[Assignment]
Print the first line of the records below and every line after it, up to and including the line with "whole text files". Print nothing else.

______

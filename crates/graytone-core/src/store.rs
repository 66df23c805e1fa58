//! Text stores: where file contents are read from and written back to

use std::collections::BTreeMap;
use std::path::{Path, PathBuf};

use crate::{Error, Result};

/// Read/write access to whole text files
pub trait TextStore {
    fn read(&self, path: &Path) -> Result<String>;

    /// Overwrite `path` with `text`
    fn write(&mut self, path: &Path, text: &str) -> Result<()>;
}

/// The real filesystem
#[derive(Debug, Default, Clone, Copy)]
pub struct FsStore;

impl TextStore for FsStore {
    fn read(&self, path: &Path) -> Result<String> {
        std::fs::read_to_string(path).map_err(|e| Error::io(path, e))
    }

    fn write(&mut self, path: &Path, text: &str) -> Result<()> {
        std::fs::write(path, text).map_err(|e| Error::io(path, e))
    }
}

/// In-memory store, records every write
#[derive(Debug, Default, Clone)]
pub struct MemoryStore {
    files: BTreeMap<PathBuf, String>,
    writes: Vec<PathBuf>,
}

impl MemoryStore {
    pub fn new() -> Self {
        Self::default()
    }

    pub fn insert(&mut self, path: impl Into<PathBuf>, text: impl Into<String>) {
        self.files.insert(path.into(), text.into());
    }

    pub fn get(&self, path: &Path) -> Option<&str> {
        self.files.get(path).map(String::as_str)
    }

    /// Paths written so far, in write order
    pub fn writes(&self) -> &[PathBuf] {
        &self.writes
    }
}

impl TextStore for MemoryStore {
    fn read(&self, path: &Path) -> Result<String> {
        self.files.get(path).cloned().ok_or_else(|| {
            Error::io(
                path,
                std::io::Error::new(std::io::ErrorKind::NotFound, "no such file in store"),
            )
        })
    }

    fn write(&mut self, path: &Path, text: &str) -> Result<()> {
        self.files.insert(path.to_path_buf(), text.to_string());
        self.writes.push(path.to_path_buf());
        Ok(())
    }
}
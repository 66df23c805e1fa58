//! Scan configuration: which files a run visits
//!
//! ```toml
//! # graytone.toml
//! root_dir = "src"
//! extensions = [".tsx", ".ts"]
//! exclude = ["node_modules"]
//! ```
//!
//! Every key is optional. Command-line flags override file values.

use std::path::{Path, PathBuf};

use serde::{Deserialize, Serialize};

use crate::{Error, Result};

/// Config file looked up in the working directory
pub const CONFIG_FILE_NAME: &str = "graytone.toml";

#[derive(Debug, Clone, PartialEq, Eq, Serialize, Deserialize)]
#[serde(default, deny_unknown_fields)]
pub struct ScanConfig {
    /// Directory scanned recursively
    pub root_dir: PathBuf,
    /// File name suffixes to include, e.g. `.tsx`
    pub extensions: Vec<String>,
    /// Directory names pruned from the walk
    pub exclude: Vec<String>,
}

impl Default for ScanConfig {
    fn default() -> Self {
        Self {
            root_dir: PathBuf::from("src"),
            extensions: vec![".tsx".into(), ".ts".into()],
            exclude: Vec::new(),
        }
    }
}

impl ScanConfig {
    /// Load a config file
    ///
    /// # Errors
    /// `Error::Io` if the file cannot be read, `Error::Config` if it is not
    /// valid TOML for this schema.
    pub fn load(path: &Path) -> Result<Self> {
        let text = std::fs::read_to_string(path).map_err(|e| Error::io(path, e))?;
        Self::from_toml(&text).map_err(|message| Error::Config {
            path: path.to_path_buf(),
            message,
        })
    }

    /// Load `graytone.toml` from `dir` if present, defaults otherwise
    pub fn discover(dir: &Path) -> Result<Self> {
        let candidate = dir.join(CONFIG_FILE_NAME);
        if candidate.is_file() {
            tracing::debug!(path = %candidate.display(), "loading config");
            Self::load(&candidate)
        } else {
            Ok(Self::default())
        }
    }

    fn from_toml(text: &str) -> std::result::Result<Self, String> {
        let mut config: ScanConfig = toml::from_str(text).map_err(|e| e.to_string())?;
        config.extensions = config.extensions.iter().map(|e| dotted(e)).collect();
        Ok(config)
    }

    /// Replace the extension list, adding a leading dot where missing
    pub fn set_extensions<I, S>(&mut self, extensions: I)
    where
        I: IntoIterator<Item = S>,
        S: AsRef<str>,
    {
        self.extensions = extensions.into_iter().map(|e| dotted(e.as_ref())).collect();
    }

    /// True if the file name ends in one of the configured suffixes
    pub fn matches(&self, file_name: &str) -> bool {
        self.extensions.iter().any(|ext| file_name.ends_with(ext.as_str()))
    }

    pub fn is_excluded(&self, dir_name: &str) -> bool {
        self.exclude.iter().any(|d| d == dir_name)
    }
}

fn dotted(ext: &str) -> String {
    if ext.starts_with('.') {
        ext.to_string()
    } else {
        format!(".{}", ext)
    }
}

#[cfg(test)]
mod tests {
    use super::*;

    #[test]
    fn test_defaults() {
        let config = ScanConfig::default();
        assert_eq!(config.root_dir, PathBuf::from("src"));
        assert_eq!(config.extensions, vec![".tsx", ".ts"]);
        assert!(config.exclude.is_empty());
    }

    #[test]
    fn test_partial_toml_keeps_defaults() {
        let config = ScanConfig::from_toml(r#"root_dir = "app""#).unwrap();
        assert_eq!(config.root_dir, PathBuf::from("app"));
        assert_eq!(config.extensions, vec![".tsx", ".ts"]);
    }

    #[test]
    fn test_extensions_get_leading_dot() {
        let config = ScanConfig::from_toml(r#"extensions = ["jsx", ".vue"]"#).unwrap();
        assert_eq!(config.extensions, vec![".jsx", ".vue"]);

        let mut config = ScanConfig::default();
        config.set_extensions(["html"]);
        assert_eq!(config.extensions, vec![".html"]);
    }

    #[test]
    fn test_unknown_key_rejected() {
        assert!(ScanConfig::from_toml("roots = [\"src\"]").is_err());
    }

    #[test]
    fn test_matches_is_suffix_match() {
        let config = ScanConfig::default();
        assert!(config.matches("App.tsx"));
        assert!(config.matches("types.d.ts"));
        assert!(!config.matches("App.jsx"));
        assert!(!config.matches("tsx"));
    }

    #[test]
    fn test_load_reports_path_on_bad_toml() {
        let dir = tempfile::tempdir().unwrap();
        let path = dir.path().join(CONFIG_FILE_NAME);
        std::fs::write(&path, "root_dir = [").unwrap();
        match ScanConfig::load(&path) {
            Err(Error::Config { path: p, .. }) => assert_eq!(p, path),
            other => panic!("expected Config error, got {:?}", other),
        }
    }

    #[test]
    fn test_discover_without_file_uses_defaults() {
        let dir = tempfile::tempdir().unwrap();
        assert_eq!(ScanConfig::discover(dir.path()).unwrap(), ScanConfig::default());
    }

    #[test]
    fn test_discover_reads_file() {
        let dir = tempfile::tempdir().unwrap();
        std::fs::write(
            dir.path().join(CONFIG_FILE_NAME),
            "root_dir = \"web\"\nexclude = [\"node_modules\"]\n",
        )
        .unwrap();
        let config = ScanConfig::discover(dir.path()).unwrap();
        assert_eq!(config.root_dir, PathBuf::from("web"));
        assert!(config.is_excluded("node_modules"));
    }
}
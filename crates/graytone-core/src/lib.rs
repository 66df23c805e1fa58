//! graytone core: gray text-color normalization for light/dark themes
//!
//! Rewrites Tailwind-style gray text classes in UI source files to one
//! canonical light/dark pair, `text-gray-500 dark:text-gray-400`.
//!
//! # Architecture
//!
//! ```text
//! ScanConfig → walk::discover → paths
//!                                 ↓
//!                  TextStore::read → RuleSet::apply → Normalized
//!                                                         ↓ (changed)
//!                                                TextStore::write → Report
//! ```
//!
//! # Guarantees
//!
//! - **Pure core**: the normalizer never touches the filesystem
//! - **Deterministic**: same input always produces identical output
//! - **Idempotent**: a second pass with the standard rules changes nothing
//! - **Fail fast**: the first I/O error aborts a batch

pub mod config;
pub mod error;
pub mod normalizer;
pub mod rule;
pub mod ruleset;
pub mod runner;
pub mod store;
pub mod walk;

pub use config::ScanConfig;
pub use error::{Error, Result};
pub use normalizer::{normalize, normalize_with, Normalized};
pub use rule::{Replacement, Rule};
pub use ruleset::{Preset, RuleSet, CANONICAL_PAIR};
pub use runner::{run, Report, RunMode};
pub use store::{FsStore, MemoryStore, TextStore};

/// Version of the core library
pub const VERSION: &str = env!("CARGO_PKG_VERSION");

______

[Reply]
filename crates/graytone-core/src/store.rs
repository 66df23c805e1fa58
//! Text stores: where file contents are read from and written back to

use std::collections::BTreeMap;
use std::path::{Path, PathBuf};

use crate::{Error, Result};

/// Read/write access to whole text files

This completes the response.